[Records from a dataset]
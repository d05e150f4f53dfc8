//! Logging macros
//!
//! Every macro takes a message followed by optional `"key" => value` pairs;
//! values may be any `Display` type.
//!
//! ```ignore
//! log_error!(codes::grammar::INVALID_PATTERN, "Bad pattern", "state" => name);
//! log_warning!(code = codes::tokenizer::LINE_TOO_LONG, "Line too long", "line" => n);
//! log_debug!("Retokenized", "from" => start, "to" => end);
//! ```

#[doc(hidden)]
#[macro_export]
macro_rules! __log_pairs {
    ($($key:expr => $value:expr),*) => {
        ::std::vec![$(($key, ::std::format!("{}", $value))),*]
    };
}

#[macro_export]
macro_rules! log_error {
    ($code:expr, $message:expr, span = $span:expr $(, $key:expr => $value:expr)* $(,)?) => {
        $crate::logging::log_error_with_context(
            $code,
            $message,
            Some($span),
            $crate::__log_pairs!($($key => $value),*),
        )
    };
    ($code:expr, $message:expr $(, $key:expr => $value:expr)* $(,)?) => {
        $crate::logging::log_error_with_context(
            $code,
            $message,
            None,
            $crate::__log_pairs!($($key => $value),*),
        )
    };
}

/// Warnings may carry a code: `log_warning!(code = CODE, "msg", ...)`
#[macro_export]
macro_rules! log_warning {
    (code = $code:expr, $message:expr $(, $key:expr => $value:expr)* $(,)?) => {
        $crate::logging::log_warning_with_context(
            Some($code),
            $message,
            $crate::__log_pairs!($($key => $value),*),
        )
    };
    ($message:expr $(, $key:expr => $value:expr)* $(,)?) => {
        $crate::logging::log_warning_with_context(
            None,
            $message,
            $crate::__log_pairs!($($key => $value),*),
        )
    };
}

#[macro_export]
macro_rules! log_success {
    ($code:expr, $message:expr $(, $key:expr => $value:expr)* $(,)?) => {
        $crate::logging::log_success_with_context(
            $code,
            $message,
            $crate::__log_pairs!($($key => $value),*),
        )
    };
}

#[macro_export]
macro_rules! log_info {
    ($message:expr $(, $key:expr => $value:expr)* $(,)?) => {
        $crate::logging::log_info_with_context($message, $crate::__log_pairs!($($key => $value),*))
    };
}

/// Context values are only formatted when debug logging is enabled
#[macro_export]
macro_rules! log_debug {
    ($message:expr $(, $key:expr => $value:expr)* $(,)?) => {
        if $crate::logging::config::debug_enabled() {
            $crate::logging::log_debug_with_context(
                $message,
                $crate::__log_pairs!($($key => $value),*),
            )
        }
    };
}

* * *

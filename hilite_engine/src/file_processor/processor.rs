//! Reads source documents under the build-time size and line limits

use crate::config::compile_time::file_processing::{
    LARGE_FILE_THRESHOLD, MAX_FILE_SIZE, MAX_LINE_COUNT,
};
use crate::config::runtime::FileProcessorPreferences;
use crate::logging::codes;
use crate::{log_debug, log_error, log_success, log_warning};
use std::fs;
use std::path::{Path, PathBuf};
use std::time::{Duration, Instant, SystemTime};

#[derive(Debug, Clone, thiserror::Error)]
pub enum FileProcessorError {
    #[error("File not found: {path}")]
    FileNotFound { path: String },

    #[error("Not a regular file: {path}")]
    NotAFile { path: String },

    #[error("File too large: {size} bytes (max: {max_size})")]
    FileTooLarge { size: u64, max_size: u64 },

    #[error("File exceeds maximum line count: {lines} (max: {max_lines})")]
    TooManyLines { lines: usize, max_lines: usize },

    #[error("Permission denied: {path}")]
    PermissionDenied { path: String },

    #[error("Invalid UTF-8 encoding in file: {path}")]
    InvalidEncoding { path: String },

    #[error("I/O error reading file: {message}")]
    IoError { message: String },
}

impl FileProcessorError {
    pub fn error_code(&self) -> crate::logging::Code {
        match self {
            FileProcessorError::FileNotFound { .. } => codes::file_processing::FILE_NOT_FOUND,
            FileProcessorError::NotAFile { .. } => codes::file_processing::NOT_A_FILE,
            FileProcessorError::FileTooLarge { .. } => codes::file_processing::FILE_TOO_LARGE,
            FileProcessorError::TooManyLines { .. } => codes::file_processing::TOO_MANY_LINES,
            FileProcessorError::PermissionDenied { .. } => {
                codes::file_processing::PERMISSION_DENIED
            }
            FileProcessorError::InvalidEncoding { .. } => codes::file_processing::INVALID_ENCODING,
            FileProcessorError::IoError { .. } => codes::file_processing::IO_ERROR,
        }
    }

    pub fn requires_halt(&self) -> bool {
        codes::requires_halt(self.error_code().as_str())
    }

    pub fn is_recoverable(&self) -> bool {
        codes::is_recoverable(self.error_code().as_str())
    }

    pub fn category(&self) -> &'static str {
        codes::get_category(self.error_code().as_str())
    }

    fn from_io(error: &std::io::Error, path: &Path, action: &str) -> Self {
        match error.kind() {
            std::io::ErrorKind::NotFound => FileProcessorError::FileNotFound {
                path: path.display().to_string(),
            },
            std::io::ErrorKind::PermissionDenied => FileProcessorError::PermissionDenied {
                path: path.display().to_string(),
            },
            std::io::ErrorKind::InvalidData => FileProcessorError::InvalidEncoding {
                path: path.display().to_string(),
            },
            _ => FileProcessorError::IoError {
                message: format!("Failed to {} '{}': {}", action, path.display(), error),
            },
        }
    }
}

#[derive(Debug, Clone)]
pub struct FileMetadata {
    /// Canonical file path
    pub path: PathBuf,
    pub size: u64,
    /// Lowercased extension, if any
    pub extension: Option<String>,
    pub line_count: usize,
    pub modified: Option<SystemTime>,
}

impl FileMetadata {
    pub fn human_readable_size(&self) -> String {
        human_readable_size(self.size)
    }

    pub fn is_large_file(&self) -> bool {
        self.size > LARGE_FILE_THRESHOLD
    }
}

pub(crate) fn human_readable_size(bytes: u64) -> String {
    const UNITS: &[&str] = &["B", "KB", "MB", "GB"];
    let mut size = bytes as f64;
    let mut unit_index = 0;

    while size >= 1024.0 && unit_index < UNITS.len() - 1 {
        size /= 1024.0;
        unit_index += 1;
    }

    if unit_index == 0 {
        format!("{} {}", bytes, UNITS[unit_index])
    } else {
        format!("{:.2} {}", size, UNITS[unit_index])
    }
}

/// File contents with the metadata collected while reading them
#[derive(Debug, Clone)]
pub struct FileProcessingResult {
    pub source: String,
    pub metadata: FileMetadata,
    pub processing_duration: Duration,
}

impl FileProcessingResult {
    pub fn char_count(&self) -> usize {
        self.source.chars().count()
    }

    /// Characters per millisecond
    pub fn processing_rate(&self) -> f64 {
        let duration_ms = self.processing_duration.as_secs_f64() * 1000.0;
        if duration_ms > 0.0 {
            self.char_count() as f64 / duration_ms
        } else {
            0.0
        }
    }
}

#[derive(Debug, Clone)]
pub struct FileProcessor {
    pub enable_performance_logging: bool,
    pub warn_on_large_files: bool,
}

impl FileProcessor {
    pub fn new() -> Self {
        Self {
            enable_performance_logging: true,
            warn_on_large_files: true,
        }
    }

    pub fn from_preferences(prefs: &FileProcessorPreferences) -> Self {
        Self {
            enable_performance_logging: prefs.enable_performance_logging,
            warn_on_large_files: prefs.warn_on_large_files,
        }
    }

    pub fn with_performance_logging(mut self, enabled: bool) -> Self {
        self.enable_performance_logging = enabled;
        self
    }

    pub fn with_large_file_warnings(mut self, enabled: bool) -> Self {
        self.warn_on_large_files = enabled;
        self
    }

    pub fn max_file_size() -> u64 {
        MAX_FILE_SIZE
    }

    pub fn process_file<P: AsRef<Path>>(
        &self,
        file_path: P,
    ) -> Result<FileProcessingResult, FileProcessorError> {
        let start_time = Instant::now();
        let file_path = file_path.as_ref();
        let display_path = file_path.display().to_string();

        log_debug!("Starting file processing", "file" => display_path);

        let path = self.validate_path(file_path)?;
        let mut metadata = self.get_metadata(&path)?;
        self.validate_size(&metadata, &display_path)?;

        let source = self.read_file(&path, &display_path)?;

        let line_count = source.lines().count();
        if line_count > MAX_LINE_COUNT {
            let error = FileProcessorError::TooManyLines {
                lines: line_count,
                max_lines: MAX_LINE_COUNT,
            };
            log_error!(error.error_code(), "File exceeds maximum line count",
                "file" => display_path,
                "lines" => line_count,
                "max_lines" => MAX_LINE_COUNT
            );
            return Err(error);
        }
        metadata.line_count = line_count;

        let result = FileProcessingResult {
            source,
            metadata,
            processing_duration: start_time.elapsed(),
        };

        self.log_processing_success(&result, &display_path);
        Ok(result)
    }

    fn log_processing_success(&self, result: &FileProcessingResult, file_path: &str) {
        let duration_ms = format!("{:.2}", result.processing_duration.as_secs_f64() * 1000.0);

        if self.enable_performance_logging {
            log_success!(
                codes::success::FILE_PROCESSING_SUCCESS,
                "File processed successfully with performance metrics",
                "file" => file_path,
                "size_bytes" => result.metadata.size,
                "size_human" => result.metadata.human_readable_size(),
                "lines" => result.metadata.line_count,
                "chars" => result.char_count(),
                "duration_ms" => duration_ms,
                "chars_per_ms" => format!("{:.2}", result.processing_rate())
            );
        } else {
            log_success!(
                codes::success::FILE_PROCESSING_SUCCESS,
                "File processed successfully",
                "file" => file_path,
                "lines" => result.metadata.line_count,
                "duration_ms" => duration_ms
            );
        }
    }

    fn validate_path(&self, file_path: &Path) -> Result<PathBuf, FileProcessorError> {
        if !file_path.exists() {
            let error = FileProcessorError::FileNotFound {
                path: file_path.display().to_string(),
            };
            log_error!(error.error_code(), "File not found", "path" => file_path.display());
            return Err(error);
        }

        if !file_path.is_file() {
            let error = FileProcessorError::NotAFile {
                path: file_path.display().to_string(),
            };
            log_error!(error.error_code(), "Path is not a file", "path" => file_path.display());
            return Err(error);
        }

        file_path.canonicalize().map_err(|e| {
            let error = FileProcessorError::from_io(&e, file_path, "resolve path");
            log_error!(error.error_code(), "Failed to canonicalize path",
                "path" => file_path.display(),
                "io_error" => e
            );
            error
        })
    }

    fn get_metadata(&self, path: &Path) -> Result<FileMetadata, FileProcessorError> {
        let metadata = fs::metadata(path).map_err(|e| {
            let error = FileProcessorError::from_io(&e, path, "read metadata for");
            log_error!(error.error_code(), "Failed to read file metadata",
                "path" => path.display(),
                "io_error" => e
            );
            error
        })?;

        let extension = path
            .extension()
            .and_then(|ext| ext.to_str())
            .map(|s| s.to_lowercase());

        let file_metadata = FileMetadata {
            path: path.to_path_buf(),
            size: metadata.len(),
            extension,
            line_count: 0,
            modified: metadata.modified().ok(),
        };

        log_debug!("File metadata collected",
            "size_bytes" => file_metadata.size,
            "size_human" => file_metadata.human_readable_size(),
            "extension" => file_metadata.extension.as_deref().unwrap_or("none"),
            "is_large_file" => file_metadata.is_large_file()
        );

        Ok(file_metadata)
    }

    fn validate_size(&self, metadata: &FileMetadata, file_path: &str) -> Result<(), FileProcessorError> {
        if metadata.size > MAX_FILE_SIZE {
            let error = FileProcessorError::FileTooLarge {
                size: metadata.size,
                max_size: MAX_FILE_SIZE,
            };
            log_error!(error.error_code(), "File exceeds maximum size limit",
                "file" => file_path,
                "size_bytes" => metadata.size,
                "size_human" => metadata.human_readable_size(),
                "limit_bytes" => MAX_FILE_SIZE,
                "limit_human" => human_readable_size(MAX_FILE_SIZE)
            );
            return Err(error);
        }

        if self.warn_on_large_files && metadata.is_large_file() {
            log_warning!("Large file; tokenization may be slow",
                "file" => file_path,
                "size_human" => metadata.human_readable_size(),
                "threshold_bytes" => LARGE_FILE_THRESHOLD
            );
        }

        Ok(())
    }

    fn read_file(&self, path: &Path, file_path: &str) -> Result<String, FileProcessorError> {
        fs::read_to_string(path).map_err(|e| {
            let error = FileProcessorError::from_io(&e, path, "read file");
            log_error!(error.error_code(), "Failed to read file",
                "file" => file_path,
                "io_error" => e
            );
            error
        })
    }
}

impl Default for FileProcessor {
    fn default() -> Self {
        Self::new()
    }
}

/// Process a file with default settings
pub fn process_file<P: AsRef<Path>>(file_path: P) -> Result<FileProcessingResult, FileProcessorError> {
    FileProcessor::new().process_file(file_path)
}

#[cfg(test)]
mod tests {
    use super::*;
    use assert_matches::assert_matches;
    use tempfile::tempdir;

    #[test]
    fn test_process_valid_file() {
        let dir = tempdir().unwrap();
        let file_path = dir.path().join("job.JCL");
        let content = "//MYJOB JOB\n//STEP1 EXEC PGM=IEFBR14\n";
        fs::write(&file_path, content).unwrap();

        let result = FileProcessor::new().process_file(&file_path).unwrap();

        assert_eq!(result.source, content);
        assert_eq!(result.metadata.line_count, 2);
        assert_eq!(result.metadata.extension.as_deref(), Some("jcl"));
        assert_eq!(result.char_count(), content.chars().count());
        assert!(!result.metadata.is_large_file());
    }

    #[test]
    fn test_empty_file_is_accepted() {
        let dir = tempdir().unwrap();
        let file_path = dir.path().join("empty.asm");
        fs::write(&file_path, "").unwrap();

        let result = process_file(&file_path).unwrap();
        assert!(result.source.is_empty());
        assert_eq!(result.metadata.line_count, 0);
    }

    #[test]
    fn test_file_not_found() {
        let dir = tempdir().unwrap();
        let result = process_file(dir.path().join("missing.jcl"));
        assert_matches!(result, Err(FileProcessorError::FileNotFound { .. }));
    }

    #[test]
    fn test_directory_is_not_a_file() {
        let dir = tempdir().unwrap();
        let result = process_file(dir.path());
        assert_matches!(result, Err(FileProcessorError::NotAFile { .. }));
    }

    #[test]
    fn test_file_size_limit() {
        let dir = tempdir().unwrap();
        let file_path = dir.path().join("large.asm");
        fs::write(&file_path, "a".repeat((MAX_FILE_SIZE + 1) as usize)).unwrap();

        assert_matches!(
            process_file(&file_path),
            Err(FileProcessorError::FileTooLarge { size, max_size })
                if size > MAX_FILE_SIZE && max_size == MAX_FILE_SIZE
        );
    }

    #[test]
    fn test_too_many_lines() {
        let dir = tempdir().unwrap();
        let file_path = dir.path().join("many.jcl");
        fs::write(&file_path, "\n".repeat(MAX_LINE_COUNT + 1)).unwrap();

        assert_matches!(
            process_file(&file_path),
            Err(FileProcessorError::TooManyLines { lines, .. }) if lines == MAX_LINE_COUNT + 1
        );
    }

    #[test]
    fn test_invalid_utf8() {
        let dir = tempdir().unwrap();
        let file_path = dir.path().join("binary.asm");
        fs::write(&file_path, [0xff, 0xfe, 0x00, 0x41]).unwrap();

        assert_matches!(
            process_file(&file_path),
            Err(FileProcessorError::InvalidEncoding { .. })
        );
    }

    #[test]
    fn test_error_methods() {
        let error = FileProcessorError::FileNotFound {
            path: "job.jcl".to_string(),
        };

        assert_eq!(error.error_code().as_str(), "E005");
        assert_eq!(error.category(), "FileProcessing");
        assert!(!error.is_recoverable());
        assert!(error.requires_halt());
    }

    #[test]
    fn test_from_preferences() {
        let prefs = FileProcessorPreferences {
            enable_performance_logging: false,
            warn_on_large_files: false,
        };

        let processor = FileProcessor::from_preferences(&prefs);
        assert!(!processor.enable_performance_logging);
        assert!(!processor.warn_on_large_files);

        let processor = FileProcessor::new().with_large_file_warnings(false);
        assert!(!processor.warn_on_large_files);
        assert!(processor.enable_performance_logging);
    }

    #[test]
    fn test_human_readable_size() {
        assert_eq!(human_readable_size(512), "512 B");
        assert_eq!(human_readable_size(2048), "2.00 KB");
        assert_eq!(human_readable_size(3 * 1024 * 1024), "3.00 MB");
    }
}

▶ **ACTIVITY**
Copy out each line of the data containing the string "prefs".

▶ **EXERCISE OUTPUT**
    pub fn from_preferences(prefs: &FileProcessorPreferences) -> Self {
            enable_performance_logging: prefs.enable_performance_logging,
            warn_on_large_files: prefs.warn_on_large_files,
        let prefs = FileProcessorPreferences {
        let processor = FileProcessor::from_preferences(&prefs);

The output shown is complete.